La récession qui a changé le jeu vidéo à jamais
Je voulais originalement parler de la 10NES. Pour l’expliquer, il fallait que j’explique le fameux « krach du jeu vidéo de 1983 ». Mais cette partie est devenue trop longue, donc j’ai décidé de scinder cet article en deux !
Donc l’article d’aujourd’hui parle principalement d’histoire. Je vais expliquer le plus grand désastre de toute l’histoire du jeu vidéo, et comment Nintendo y ont fait face. Cet événement a changé la perception du jeu vidéo et a bouleversé l’industrie, et il est indéniable que le monde est très différent aujourd’hui à cause de cela. Voici le krach de 1983.
Le chaos du krach du jeu vidéo de 1983
Avant 1979, il n’y avait aucun développeur de jeux vidéos tierces sur consoles. L’Atari 2600 était la console ayant de loin le plus de succès, et Atari était la seule entreprise publiant des jeux dessus. L’alternative était de publier des jeux en bornes d’arcades ou sur ordinateur. Malgré son succès, l’Atari 2600 était une plateforme strictement propriétaire.
Cela a changé en 1979 avec la fondation d’Activision. Activision fut fondé par des développeurs d’Atari qui avaient quitté l’entreprise, car ils voulaient être crédités et recevoir des parts des ventes des jeux auxquels ils contribuaient.
Au lieu de concevoir leur propre console, les développeurs ont utilisé leur expérience pour publier des jeux sur les consoles Atari. Atari ont immédiatement poursuit Activision en justice, mais le procès aboutit en 1982 avec la décision qu’Activision avait le droit de publier des jeux sur les consoles d’Atari tant qu’il lui payait des redevances.
Ainsi, la publication de jeux par des développeurs tierces était maintenant légitime. Cette délibération a surpris un grand nombre de personnes. Très vite, beaucoup d’entreprises ont pris part à une « ruée vers l’or » pour profiter autant que possible des consoles d’Atari. Cette nouvelle option était beaucoup plus facile et moins cher que de créer des bornes d’arcades, et l’Atari 2600 était beaucoup plus populaire que les ordinateurs pour le jeu vidéo.
Rapidement, le marché fut inondé par des jeux de très mauvaise qualité. La plupart étaient publiés par de grandes entreprises, le but étant seulement de capitaliser sur l’opportunité, il n’y avait aucun égard pour l’expérience utilisateur.
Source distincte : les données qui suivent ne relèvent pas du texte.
//! Reencryption node identity

use std::fmt;

use cbd_pre::{PublicKey, VerifyingKey};
use serde::{Deserialize, Serialize};

/// Checksum address of a node, normalized to lower case
#[derive(Debug, Clone, PartialEq, Eq, Hash, PartialOrd, Ord, Serialize, Deserialize)]
pub struct NodeAddress(String);

impl NodeAddress {
    pub fn new(address: impl AsRef<str>) -> Self {
        Self(address.as_ref().to_ascii_lowercase())
    }

    /// Address derived from a node's verifying key
    pub fn from_verifying_key(key: &VerifyingKey) -> Self {
        let digest = blake3::hash(&cbd_pre::key_bytes(key));
        Self(format!("0x{}", hex::encode(&digest.as_bytes()[..20])))
    }

    pub fn as_str(&self) -> &str {
        &self.0
    }
}

impl fmt::Display for NodeAddress {
    fn fmt(&self, f: &mut fmt::Formatter<'_>) -> fmt::Result {
        f.write_str(&self.0)
    }
}

impl From<&str> for NodeAddress {
    fn from(address: &str) -> Self {
        Self::new(address)
    }
}

/// Everything needed to reach a node and check its answers
#[derive(Debug, Clone, PartialEq, Serialize, Deserialize)]
pub struct NodeInfo {
    pub address: NodeAddress,
    /// Key fragments assigned to this node are sealed to it
    pub encrypting_key: PublicKey,
    /// Signs the capsule fragments this node returns
    pub verifying_key: VerifyingKey,
    pub uri: String,
}

#[cfg(test)]
mod tests {
    use super::*;

    #[test]
    fn test_address_normalized() {
        let a = NodeAddress::new("0x7fff551249D223f723557a96a0e1a469C79cC934");
        let b = NodeAddress::new("0x7fff551249d223f723557a96a0e1a469c79cc934");
        assert_eq!(a, b);
    }

    #[test]
    fn test_address_from_key_is_stable() {
        let signer = cbd_pre::signer_from_seed(&[9u8; 32]).unwrap();
        let a = NodeAddress::from_verifying_key(&signer.verifying_key());
        let b = NodeAddress::from_verifying_key(&signer.verifying_key());
        assert_eq!(a, b);
        let other = cbd_pre::random_signer().verifying_key();
        assert_ne!(a, NodeAddress::from_verifying_key(&other));
        assert_eq!(a.as_str().len(), 42);
        assert!(a.as_str().starts_with("0x"));
    }
}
Les autres étaient des jeux conçus par des développeurs amateurs n’ayant pas suffisamment étudié le support pour créer du contenu de qualité.
La pression mena Atari à prendre de très mauvaises décisions. En 1982, Atari avait fabriqué une large quantité de cartouches pour des jeux qu’ils pensaient vendre rapidement, E.T., et un portage de Pac-Man. (Le jeu étant originalement sorti sur arcade, il avait été reprogrammé pour l’Atari 2600.) Les deux furent un échec, et cela amena Atari à la célèbre décision de les enfouir dans le désert du Nouveau-Mexique.
Activision, quant à eux, ont réorienté leurs efforts pour publier des jeux sur ordinateurs, et très vite, ont entièrement cessé de publier sur l’Atari 2600.
Ainsi, le résultat inverse aux espérances des entreprises fut obtenu. L’industrie du jeu vidéo plongea dans la plus grande récession de toute son existence. En 1985, elle était dans un état désastreux.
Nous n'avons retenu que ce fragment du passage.